→ **What you will do**
Every line of the data below that holds the string "LabelerIdentity" needs to be reported.

→ **Information**
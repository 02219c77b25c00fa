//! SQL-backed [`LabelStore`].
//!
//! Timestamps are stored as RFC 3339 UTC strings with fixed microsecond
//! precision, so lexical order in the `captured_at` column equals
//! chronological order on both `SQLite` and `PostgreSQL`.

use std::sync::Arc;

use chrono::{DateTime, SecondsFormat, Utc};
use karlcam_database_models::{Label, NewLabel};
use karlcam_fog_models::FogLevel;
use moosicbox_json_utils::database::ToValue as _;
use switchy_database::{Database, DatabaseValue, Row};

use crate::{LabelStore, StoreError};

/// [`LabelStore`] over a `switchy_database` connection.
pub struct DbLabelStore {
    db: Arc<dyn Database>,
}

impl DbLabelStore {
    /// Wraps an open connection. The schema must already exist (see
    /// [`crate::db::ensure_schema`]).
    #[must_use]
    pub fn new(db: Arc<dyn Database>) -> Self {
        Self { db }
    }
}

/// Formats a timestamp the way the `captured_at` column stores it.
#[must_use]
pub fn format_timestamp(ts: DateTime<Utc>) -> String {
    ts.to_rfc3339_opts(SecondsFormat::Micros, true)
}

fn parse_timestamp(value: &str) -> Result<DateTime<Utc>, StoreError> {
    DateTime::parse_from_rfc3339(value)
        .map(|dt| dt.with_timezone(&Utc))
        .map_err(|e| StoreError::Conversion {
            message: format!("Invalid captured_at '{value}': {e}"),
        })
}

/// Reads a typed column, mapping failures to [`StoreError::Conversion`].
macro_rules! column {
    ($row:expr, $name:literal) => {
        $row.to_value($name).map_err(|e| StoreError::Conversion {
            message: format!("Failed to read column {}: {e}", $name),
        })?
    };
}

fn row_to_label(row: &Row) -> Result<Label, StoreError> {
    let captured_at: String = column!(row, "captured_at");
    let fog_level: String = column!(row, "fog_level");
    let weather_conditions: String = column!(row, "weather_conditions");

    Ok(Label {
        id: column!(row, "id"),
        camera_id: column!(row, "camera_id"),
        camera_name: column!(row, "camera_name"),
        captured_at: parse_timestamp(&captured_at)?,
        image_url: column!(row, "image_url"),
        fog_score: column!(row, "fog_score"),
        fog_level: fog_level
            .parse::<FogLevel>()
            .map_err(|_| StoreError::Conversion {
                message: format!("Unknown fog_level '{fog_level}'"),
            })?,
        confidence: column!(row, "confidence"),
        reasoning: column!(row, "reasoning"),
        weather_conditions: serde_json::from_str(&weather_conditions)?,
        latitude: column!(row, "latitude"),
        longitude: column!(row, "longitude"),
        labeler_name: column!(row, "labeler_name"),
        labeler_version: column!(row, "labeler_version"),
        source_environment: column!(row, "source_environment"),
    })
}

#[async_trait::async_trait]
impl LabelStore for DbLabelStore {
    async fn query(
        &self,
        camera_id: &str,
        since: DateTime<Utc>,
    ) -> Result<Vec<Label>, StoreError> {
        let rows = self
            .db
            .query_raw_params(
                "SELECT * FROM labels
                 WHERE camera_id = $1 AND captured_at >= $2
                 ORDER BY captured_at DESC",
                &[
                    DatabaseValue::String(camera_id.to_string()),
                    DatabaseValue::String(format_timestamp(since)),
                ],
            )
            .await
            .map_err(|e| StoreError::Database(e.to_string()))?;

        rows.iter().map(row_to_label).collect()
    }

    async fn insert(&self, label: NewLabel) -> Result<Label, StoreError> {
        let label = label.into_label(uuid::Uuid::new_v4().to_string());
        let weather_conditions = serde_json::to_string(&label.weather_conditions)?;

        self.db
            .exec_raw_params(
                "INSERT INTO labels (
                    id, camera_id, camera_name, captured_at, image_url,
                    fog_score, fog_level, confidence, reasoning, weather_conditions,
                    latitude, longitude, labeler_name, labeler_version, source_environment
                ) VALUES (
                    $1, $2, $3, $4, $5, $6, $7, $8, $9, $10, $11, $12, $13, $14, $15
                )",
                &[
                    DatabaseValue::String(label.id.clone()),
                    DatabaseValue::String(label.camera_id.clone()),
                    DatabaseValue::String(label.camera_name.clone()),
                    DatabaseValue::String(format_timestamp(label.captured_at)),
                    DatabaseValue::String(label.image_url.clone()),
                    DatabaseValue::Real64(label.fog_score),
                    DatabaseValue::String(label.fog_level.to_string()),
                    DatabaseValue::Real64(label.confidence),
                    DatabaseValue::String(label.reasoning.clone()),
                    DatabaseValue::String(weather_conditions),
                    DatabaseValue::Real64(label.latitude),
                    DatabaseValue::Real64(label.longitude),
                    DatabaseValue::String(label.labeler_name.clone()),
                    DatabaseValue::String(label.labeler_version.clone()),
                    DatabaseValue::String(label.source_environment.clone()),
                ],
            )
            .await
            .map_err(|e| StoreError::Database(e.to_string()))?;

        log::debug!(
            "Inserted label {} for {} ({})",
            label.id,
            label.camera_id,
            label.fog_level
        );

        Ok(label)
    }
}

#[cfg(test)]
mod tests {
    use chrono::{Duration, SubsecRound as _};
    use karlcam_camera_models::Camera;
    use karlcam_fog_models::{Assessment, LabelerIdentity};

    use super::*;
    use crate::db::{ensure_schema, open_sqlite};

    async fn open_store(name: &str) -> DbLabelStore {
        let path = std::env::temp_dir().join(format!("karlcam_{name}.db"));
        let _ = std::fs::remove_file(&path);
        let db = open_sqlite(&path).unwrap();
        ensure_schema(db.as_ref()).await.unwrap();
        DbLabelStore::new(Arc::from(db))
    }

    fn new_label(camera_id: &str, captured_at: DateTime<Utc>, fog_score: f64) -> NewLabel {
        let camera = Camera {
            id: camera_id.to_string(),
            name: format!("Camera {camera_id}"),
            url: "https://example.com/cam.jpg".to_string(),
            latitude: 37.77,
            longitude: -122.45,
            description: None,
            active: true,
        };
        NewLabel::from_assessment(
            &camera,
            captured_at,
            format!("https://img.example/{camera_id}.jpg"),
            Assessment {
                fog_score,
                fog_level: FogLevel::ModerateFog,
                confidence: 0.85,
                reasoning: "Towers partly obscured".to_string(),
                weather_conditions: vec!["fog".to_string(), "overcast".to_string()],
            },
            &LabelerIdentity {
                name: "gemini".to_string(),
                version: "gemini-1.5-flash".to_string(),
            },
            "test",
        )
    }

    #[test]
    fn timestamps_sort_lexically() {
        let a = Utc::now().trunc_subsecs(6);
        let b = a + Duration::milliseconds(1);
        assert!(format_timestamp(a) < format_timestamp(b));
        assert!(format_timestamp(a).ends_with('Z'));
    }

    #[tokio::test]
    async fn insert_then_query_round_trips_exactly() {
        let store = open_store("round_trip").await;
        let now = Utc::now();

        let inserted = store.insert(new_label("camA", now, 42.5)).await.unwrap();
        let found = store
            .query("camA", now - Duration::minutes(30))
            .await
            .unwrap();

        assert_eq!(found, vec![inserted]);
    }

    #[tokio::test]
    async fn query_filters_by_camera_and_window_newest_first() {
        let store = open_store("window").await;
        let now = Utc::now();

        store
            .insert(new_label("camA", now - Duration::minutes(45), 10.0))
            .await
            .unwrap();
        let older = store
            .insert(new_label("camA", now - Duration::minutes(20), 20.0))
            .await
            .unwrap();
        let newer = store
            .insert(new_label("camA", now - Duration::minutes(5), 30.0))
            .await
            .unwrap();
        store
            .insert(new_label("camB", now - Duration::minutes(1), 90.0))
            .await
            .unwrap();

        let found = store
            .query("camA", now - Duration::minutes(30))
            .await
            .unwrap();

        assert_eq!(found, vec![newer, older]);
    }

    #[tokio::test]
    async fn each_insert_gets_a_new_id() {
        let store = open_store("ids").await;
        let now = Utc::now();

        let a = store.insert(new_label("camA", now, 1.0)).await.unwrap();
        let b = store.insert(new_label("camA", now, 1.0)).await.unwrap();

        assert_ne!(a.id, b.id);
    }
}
--
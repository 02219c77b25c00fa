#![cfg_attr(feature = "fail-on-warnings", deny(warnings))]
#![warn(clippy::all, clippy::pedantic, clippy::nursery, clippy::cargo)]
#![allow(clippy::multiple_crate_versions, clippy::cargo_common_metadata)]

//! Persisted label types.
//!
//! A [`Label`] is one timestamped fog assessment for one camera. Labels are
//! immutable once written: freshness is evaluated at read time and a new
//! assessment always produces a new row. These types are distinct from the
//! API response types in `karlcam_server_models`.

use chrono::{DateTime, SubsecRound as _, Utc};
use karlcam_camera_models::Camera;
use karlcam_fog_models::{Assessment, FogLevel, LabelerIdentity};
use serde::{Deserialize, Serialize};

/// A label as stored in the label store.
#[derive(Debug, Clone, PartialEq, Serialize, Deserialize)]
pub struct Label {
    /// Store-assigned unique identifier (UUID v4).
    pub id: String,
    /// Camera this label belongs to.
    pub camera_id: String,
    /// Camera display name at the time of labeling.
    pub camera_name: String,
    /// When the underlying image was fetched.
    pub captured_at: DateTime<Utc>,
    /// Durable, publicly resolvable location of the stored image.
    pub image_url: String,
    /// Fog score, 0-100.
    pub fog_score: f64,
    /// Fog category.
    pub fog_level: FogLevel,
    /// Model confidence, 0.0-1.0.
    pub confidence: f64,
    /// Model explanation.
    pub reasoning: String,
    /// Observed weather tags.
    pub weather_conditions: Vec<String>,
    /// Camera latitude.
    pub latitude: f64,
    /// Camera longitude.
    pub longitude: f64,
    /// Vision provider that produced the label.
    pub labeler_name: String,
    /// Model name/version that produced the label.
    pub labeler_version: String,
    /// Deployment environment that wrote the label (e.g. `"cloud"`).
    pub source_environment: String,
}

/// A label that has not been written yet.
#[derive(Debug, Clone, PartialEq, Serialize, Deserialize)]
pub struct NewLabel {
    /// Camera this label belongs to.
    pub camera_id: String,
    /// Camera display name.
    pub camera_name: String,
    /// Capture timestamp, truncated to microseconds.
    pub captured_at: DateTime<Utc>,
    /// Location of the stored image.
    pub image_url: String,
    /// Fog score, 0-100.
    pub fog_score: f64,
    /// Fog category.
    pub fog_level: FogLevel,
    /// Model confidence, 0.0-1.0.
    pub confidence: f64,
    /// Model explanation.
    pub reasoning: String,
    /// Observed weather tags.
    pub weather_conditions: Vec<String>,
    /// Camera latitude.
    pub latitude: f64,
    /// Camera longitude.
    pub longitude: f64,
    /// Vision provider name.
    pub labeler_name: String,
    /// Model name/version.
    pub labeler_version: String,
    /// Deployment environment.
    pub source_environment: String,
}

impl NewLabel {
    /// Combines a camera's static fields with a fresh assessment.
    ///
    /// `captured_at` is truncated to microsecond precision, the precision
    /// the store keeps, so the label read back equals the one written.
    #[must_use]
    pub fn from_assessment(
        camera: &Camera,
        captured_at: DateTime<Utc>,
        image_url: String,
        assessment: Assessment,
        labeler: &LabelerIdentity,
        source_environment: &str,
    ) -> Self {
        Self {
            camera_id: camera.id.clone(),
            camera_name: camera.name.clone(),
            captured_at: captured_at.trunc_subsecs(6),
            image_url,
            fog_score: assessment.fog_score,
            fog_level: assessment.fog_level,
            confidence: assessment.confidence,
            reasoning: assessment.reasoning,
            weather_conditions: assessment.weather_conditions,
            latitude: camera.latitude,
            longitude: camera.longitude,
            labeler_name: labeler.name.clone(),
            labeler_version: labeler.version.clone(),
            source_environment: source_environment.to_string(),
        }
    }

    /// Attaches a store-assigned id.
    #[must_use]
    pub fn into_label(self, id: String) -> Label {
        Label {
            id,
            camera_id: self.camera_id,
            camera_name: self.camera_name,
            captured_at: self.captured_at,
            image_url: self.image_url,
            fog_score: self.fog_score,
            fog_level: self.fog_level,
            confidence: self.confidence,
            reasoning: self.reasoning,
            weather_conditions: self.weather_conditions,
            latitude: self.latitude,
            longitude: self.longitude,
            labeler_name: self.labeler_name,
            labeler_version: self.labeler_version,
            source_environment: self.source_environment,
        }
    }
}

→ **Your response**
    use karlcam_fog_models::{Assessment, LabelerIdentity};
            &LabelerIdentity {
use karlcam_fog_models::{Assessment, FogLevel, LabelerIdentity};
        labeler: &LabelerIdentity,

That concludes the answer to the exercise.